- Based on: Alice's Adventures in Wonderland by Lewis Carroll
- Written by: Jonathan Miller
- Directed by: Jonathan Miller
- Starring: John Gielgud; Peter Cook; Leo McKern; Peter Sellers; Michael Redgrave; Anne-Marie Mallik;
- Music by: Ravi Shankar
- Country of origin: United Kingdom
- Original language: English

Production
- Producer: Jonathan Miller
- Cinematography: Dick Bush
- Editor: Pam Bosworth
- Running time: 72 minutes

Original release
- Release: 28 December 1966

= Alice in Wonderland (1966 TV play) =

1966 British film by Jonathan Miller

Alice in Wonderland is a 1966 BBC television play, shot on film, based on Lewis Carroll's 1865 book Alice's Adventures in Wonderland. It was adapted, produced and directed by Jonathan Miller, then best known for his appearance in the satirical revue Beyond the Fringe.

Miller's production is unique among live-action Alice films in that he consciously avoided the standard Tenniel-inspired costume design and "florid" production values. Most of the Wonderland characters are played by actors in standard Victorian dress, with a real cat used to represent the Cheshire Cat. Miller justified his approach as an attempt to return to what he perceived as the essence of the story: "Once you take the animal heads off, you begin to see what it's all about. A small child, surrounded by hurrying, worried people, thinking 'Is that what being grown up is like?'"
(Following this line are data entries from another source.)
use serde::{Deserialize, Serialize};

use crate::{error::ContractViolation, slots::POOL_SIZE};

/// Default name of the global table holding the bridge's library functions.
pub const DEFAULT_LIBRARY_NAME: &str = "host";

/// Per-interpreter bridge settings.
///
/// Built with [`BridgeConfig::new`] and the builder methods, or deserialized
/// (missing fields take their defaults):
///
/// ```
/// let config = lupine::BridgeConfig::new().slot_capacity(64).library_name("rust");
/// assert_eq!(config.slot_capacity, 64);
/// ```
#[derive(Debug, Clone, PartialEq, Eq, Serialize, Deserialize)]
#[serde(default)]
pub struct BridgeConfig {
    /// Number of pool slots usable by this interpreter. At most [`POOL_SIZE`].
    pub slot_capacity: usize,
    /// Global name of the library table (`as_attrgetter`, `iter`, `none`, ...).
    pub library_name: String,
    /// Decode interpreter strings as UTF-8 when pulling them. Invalid UTF-8 always stays bytes.
    pub autodecode: bool,
    /// Open the standard libraries when the runtime creates its own state.
    pub open_libs: bool,
    /// Record a traceback for errors raised under host-initiated protected calls.
    pub capture_traceback: bool,
}

impl Default for BridgeConfig {
    fn default() -> Self {
        Self {
            slot_capacity: POOL_SIZE,
            library_name: DEFAULT_LIBRARY_NAME.to_owned(),
            autodecode: true,
            open_libs: true,
            capture_traceback: true,
        }
    }
}

impl BridgeConfig {
    /// Creates the default configuration.
    #[must_use]
    pub fn new() -> Self {
        Self::default()
    }

    /// Sets the number of usable pool slots.
    #[must_use]
    pub fn slot_capacity(mut self, capacity: usize) -> Self {
        self.slot_capacity = capacity;
        self
    }

    /// Sets the global name of the library table.
    #[must_use]
    pub fn library_name(mut self, name: impl Into<String>) -> Self {
        self.library_name = name.into();
        self
    }

    /// Enables or disables UTF-8 decoding of interpreter strings.
    #[must_use]
    pub fn autodecode(mut self, enabled: bool) -> Self {
        self.autodecode = enabled;
        self
    }

    /// Enables or disables opening the standard libraries.
    #[must_use]
    pub fn open_libs(mut self, enabled: bool) -> Self {
        self.open_libs = enabled;
        self
    }

    /// Enables or disables traceback capture.
    #[must_use]
    pub fn capture_traceback(mut self, enabled: bool) -> Self {
        self.capture_traceback = enabled;
        self
    }

    /// Checks that the configuration can be installed.
    pub fn validate(&self) -> Result<(), ContractViolation> {
        if self.slot_capacity == 0 || self.slot_capacity > POOL_SIZE {
            return Err(ContractViolation::InvalidConfig {
                reason: format!("slot_capacity must be between 1 and {POOL_SIZE}, got {}", self.slot_capacity),
            });
        }
        if self.library_name.is_empty() || self.library_name.contains('\0') {
            return Err(ContractViolation::InvalidConfig {
                reason: format!("library_name {:?} is not a valid global name", self.library_name),
            });
        }
        Ok(())
    }
}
Unlike many 1960s BBC productions, the play survived destruction, and was issued on DVD by both the BFI and the BBC.

==Cast==
As credited, in order of appearance:
- Anne-Marie Mallik as Alice
- Freda Dowie as Nurse
- Jo Maxwell-Muller as Alice's sister
- Wilfrid Brambell as the White Rabbit
- Alan Bennett as the Mouse
- Finlay Currie as the Dodo
- Geoffrey Dunn as the Lory
- Mark Allington as the Duck
- Nicholas Evans as the Eaglet
- Julian Jebb as a Young Crab
- Sir Michael Redgrave as the Caterpillar
- John Bird as the Frog Footman
- Tony Trent as the Fish Footman
- Leo McKern as the Duchess
- Avril Elgar as the Peppercook
- Peter Cook as the Mad Hatter
- Michael Gough as the March Hare
- Wilfrid Lawson as the Dormouse
- Gordon Gostelow as 1st Gardener
- Tony Trent as 2nd Gardener
- Peter Eyre as the Knave of Hearts
- Alison Leggatt as the Queen of Hearts
- Peter Sellers as the King of Hearts
- Sir John Gielgud as the Mock Turtle
- Malcolm Muggeridge as the Gryphon
- David Battley as the Executioner
- Charles Lewson as the Foreman of the Jury
- Eric Idle (uncredited) as a member of the Caucus Race/the Queen's entourage/the Court Chorus
- Angelo Muscat (uncredited) as a Courtier/Juryman

==Production==
Interiors were filmed at Netley Hospital, a mid-19th-century building that was demolished not long after the film was made. Also known as the Royal Victoria Military Hospital, Netley Hospital was the world's longest building at the time it was completed. Beach scenes with the Gryphon and the Mock Turtle were filmed at Pett Level in East Sussex. The courtroom scene was recorded at the BBC's Ealing Studios and involved the building of the largest set that Stage 2 at Ealing had ever seen.

In July 1966, the BBC spent three days at Donington Hall filming the "Pool of Tears" and the "Caucus Race" scenes for Jonathan Miller's production. The "Caucus Race" was filmed in the cellars.